The Czech Republic's medical devices market was valued at U.S. $450 million in 2002. Domestic production accounts for only 35 percent, providing excellent opportunities for U.S. exporters of medical products. Germany accounts for 25 percent of the medical products imported into the Czech Republic, followed by the United States, which claims a 17 percent share. Syringes, needles, catheters, electrical diagnostic equipment, x-ray equipment, irradiators, and orthopedic aids account for the largest volume of medical products exported to the Czech Republic. Best current sales prospects include computer-processed visual systems, laser equipment, retinal tomography technology, defibrillators, implants, medicine infusion pumps, mammogram systems, endoscopes and laparoscopes, although there is demand in the Czech Republic for an even wider range of medical products.

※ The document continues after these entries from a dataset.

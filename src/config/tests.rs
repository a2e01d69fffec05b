use super::GatewayConfig;
use std::path::Path;

#[test]
fn test_load_missing_file_uses_defaults() {
    let cfg = GatewayConfig::load(Path::new("/nonexistent/warden.toml")).unwrap();
    assert_eq!(cfg.consul.address, "http://localhost:8500");
}

#[test]
fn test_load_toml_config() {
    let toml_str = r#"
        [consul]
        address = "http://consul.internal:8500"
        service_name = "weather"
    "#;
    let tmp = std::env::temp_dir().join("warden_test_config.toml");
    std::fs::write(&tmp, toml_str).unwrap();
    let cfg = GatewayConfig::load(&tmp).unwrap();
    assert_eq!(cfg.consul.address, "http://consul.internal:8500");
    assert_eq!(cfg.consul.service_name, "weather");
    std::fs::remove_file(&tmp).ok();
}

#[test]
fn test_load_json_config() {
    let json = r#"{"consul": {"address": "http://127.0.0.1:8500", "service_name": "forecast"}}"#;
    let tmp = std::env::temp_dir().join("warden_test_config.json");
    std::fs::write(&tmp, json).unwrap();
    let cfg = GatewayConfig::load(&tmp).unwrap();
    assert_eq!(cfg.consul.address, "http://127.0.0.1:8500");
    assert_eq!(cfg.consul.service_name, "forecast");
    std::fs::remove_file(&tmp).ok();
}

#[test]
fn test_unsupported_format() {
    let tmp = std::env::temp_dir().join("warden_test.yml");
    std::fs::write(&tmp, "key: value").unwrap();
    assert!(GatewayConfig::load(&tmp).is_err());
    std::fs::remove_file(&tmp).ok();
}

#[test]
fn test_no_extension_is_error() {
    let tmp = std::env::temp_dir().join("warden_test_noext");
    std::fs::write(&tmp, "address = \"http://x\"").unwrap();
    assert!(GatewayConfig::load(&tmp).is_err());
    std::fs::remove_file(&tmp).ok();
}

#[test]
fn test_validate_rejects_bad_http_scheme() {
    let mut cfg = GatewayConfig::default();
    cfg.consul.http_scheme = "ftp".to_string();
    assert!(cfg.validate().is_err());
}

#[test]
fn test_validate_rejects_bad_protocol() {
    let mut cfg = GatewayConfig::default();
    cfg.consul.protocol = "carrier-pigeon".to_string();
    assert!(cfg.validate().is_err());
}

#[test]
fn test_validate_rejects_zero_service_port() {
    let mut cfg = GatewayConfig::default();
    cfg.consul.service_port = Some(0);
    assert!(cfg.validate().is_err());
}

#[test]
fn test_validate_rejects_malformed_address() {
    let mut cfg = GatewayConfig::default();
    cfg.consul.address = "consul.internal:8500".to_string();
    assert!(cfg.validate().is_err());
}

#[test]
fn test_validate_accepts_defaults() {
    assert!(GatewayConfig::default().validate().is_ok());
}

The home healthcare sector has been growing since its introduction to the Czech Republic in 1991 to reduce the demand for hospitalization and improve the quality of life of patients, usually the elderly. Further expansion of home healthcare is inevitable, given the high costs of hospital healthcare delivery and the shortage of financial resources in the Czech healthcare system. Since the Czech home healthcare sector is still in its infancy, there is potential for U.S. firms, especially those offering a wide variety of home care products, high-quality mobility equipment and other high demand products, including thermometers, blood pressure monitors, stethoscopes, glucometers, and aids for daily living.

Hungary

The Hungarian medical market, estimated at U.S. $200 million, is very competitive and is dominated by imports, with about 85-90 percent of the market comprised of foreign products. U.S. medical products account for approximately 10-15 percent of this market and are very well received in Hungary due to their high quality. The Hungarian medical market is expected to grow five percent annually for the next three years. There are few barriers to entry for medical products into Hungary.

Currently most purchases are by publicly owned institutions, but Hungary's new health care privatization law is designed to create more public-private healthcare facilities.

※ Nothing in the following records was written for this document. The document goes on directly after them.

mod admin;
pub mod bootstrap;
pub mod runtime;
mod state;

pub use state::GatewayState;

use crate::proxy;
use anyhow::Result;
use hyper::body::Incoming;
use hyper::service::service_fn;
use hyper::Request;
use hyper_util::rt::{TokioExecutor, TokioIo};
use hyper_util::server::conn::auto;
use std::net::SocketAddr;
use std::sync::atomic::{AtomicI64, Ordering};
use std::sync::Arc;
use tokio::net::TcpListener;
use tokio::sync::Notify;
use tracing::{error, info};

/// Run the main proxy server with graceful shutdown support.
///
/// When `shutdown` is notified the server stops accepting new connections and
/// waits up to `DRAIN_TIMEOUT` for in-flight requests to complete before
/// forcibly dropping them.
pub async fn run_proxy_server(
    listen: &str,
    state: GatewayState,
    shutdown: Arc<Notify>,
) -> Result<()> {
    const DRAIN_TIMEOUT: std::time::Duration = std::time::Duration::from_secs(30);

    let addr: SocketAddr = listen.parse()?;
    let listener = TcpListener::bind(addr).await?;
    info!("server: proxy listening, addr={}", addr);

    // Track in-flight connections so we can drain them on shutdown.
    let in_flight = Arc::new(tokio::sync::Semaphore::new(0));
    // Atomic counter for reading active connection count (metrics crate gauges are write-only).
    let active_conns = Arc::new(AtomicI64::new(0));

    loop {
        let accepted = tokio::select! {
            result = listener.accept() => result,
            _ = shutdown.notified() => {
                info!("server: proxy: stop accepting new connections, draining...");
                break;
            }
        };

        let (stream, peer_addr) = match accepted {
            Ok(v) => {
                metrics::counter!(
                    "gateway_connections_total",
                    "status" => "accepted",
                )
                .increment(1);
                v
            }
            Err(e) => {
                error!("server: proxy: accept failed, error={}", e);
                metrics::counter!(
                    "gateway_connections_total",
                    "status" => "error",
                )
                .increment(1);
                continue;
            }
        };

        metrics::gauge!("gateway_connections_active").increment(1.0);
        active_conns.fetch_add(1, Ordering::Relaxed);

        let state = state.clone();
        // Add a permit for this connection — `close()` will wait on these.
        in_flight.add_permits(1);
        let in_flight = in_flight.clone();
        let active_conns = active_conns.clone();

        tokio::spawn(async move {
            let io = TokioIo::new(stream);
            let state_inner = state.clone();
            let svc = service_fn(move |req: Request<Incoming>| {
                let state = state_inner.clone();
                async move { proxy::handle_request(req, state, peer_addr).await }
            });

            if let Err(e) = auto::Builder::new(TokioExecutor::new())
                .http1()
                .keep_alive(true)
                .http2()
                .keep_alive_interval(Some(std::time::Duration::from_secs(20)))
                .serve_connection_with_upgrades(io, svc)
                .await
            {
                if !e.to_string().contains("connection closed") {
                    error!(
                        "server: proxy: connection error, peer={}, error={}",
                        peer_addr, e
                    );
                }
            }

            metrics::gauge!("gateway_connections_active").decrement(1.0);
            active_conns.fetch_sub(1, Ordering::Relaxed);
            // Consume one permit — signal that this connection is done.
            let _ = in_flight.acquire().await;
        });
    }

    // Drain phase: wait for all in-flight connections to finish (or timeout).
    let active = active_conns.load(Ordering::Relaxed);
    if active > 0 {
        info!(
            "server: proxy: waiting for {} active connections to drain",
            active
        );
        let drain = async {
            loop {
                if active_conns.load(Ordering::Relaxed) == 0 {
                    break;
                }
                tokio::time::sleep(std::time::Duration::from_millis(100)).await;
            }
        };
        match tokio::time::timeout(DRAIN_TIMEOUT, drain).await {
            Ok(_) => info!("server: proxy: all connections drained"),
            Err(_) => {
                let remaining = active_conns.load(Ordering::Relaxed);
                info!(
                    "server: proxy: drain timeout ({}s), {} connections still active",
                    DRAIN_TIMEOUT.as_secs(),
                    remaining
                );
            }
        }
    }

    Ok(())
}

/// Run a simple admin server for health/readiness checks and metrics.
pub async fn run_admin_server(listen: &str, state: GatewayState) -> Result<()> {
    let addr: SocketAddr = listen.parse()?;
    let listener = TcpListener::bind(addr).await?;
    info!("server: admin listening, addr={}", addr);

    loop {
        let (stream, _) = listener.accept().await?;
        let state = state.clone();

        tokio::spawn(async move {
            let io = TokioIo::new(stream);
            let svc = service_fn(move |req: Request<Incoming>| {
                let state = state.clone();
                async move { admin::handle_admin(req, state) }
            });

            if let Err(e) = auto::Builder::new(TokioExecutor::new())
                .http1()
                .keep_alive(true)
                .serve_connection_with_upgrades(io, svc)
                .await
            {
                if !e.to_string().contains("connection closed") {
                    error!("server: admin: connection error, error={}", e);
                }
            }
        });
    }
}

Privatization of health services has proceeded most rapidly in the delivery of healthcare services by family physicians, and in the pharmaceutical and dentistry areas. Private sector development has moved relatively quickly for ambulatory and diagnostic imaging services, and has been negligible for outpatient and in-hospital care (areas where both costs and reimbursement mechanisms have thus far remained largely within the public sector). In 2001 about 20 percent of the total expenditures of the National Health Insurance Fund (NHIF) went to private service providers.

Medical products are marketed in Hungary through authorized distributors. Major foreign companies have their own offices while others operate through local distributors. Most distributors handle several brands of the same type of equipment and/or several lines of medical equipment. There are small firms, however, that represent only one or two foreign companies. Pricing is a key factor in selling a medical product in Hungary, as the market is very price sensitive. When purchasing medical equipment, customers also look for established companies with reliable after-sales service and customer support.

Hospitals and other health care providers usually buy equipment directly from
distributors.

The Slovak Republic

In 2003 The Slovak Republic, more commonly known as Slovakia, imported U.S. $135 million of medical/healthcare products and equipment, an eight percent increase from 2002. This trend, combined with a $69 million World Bank loan for modernization of the Slovak medical sector, provides increased opportunities for U.S. medical/healthcare exporters.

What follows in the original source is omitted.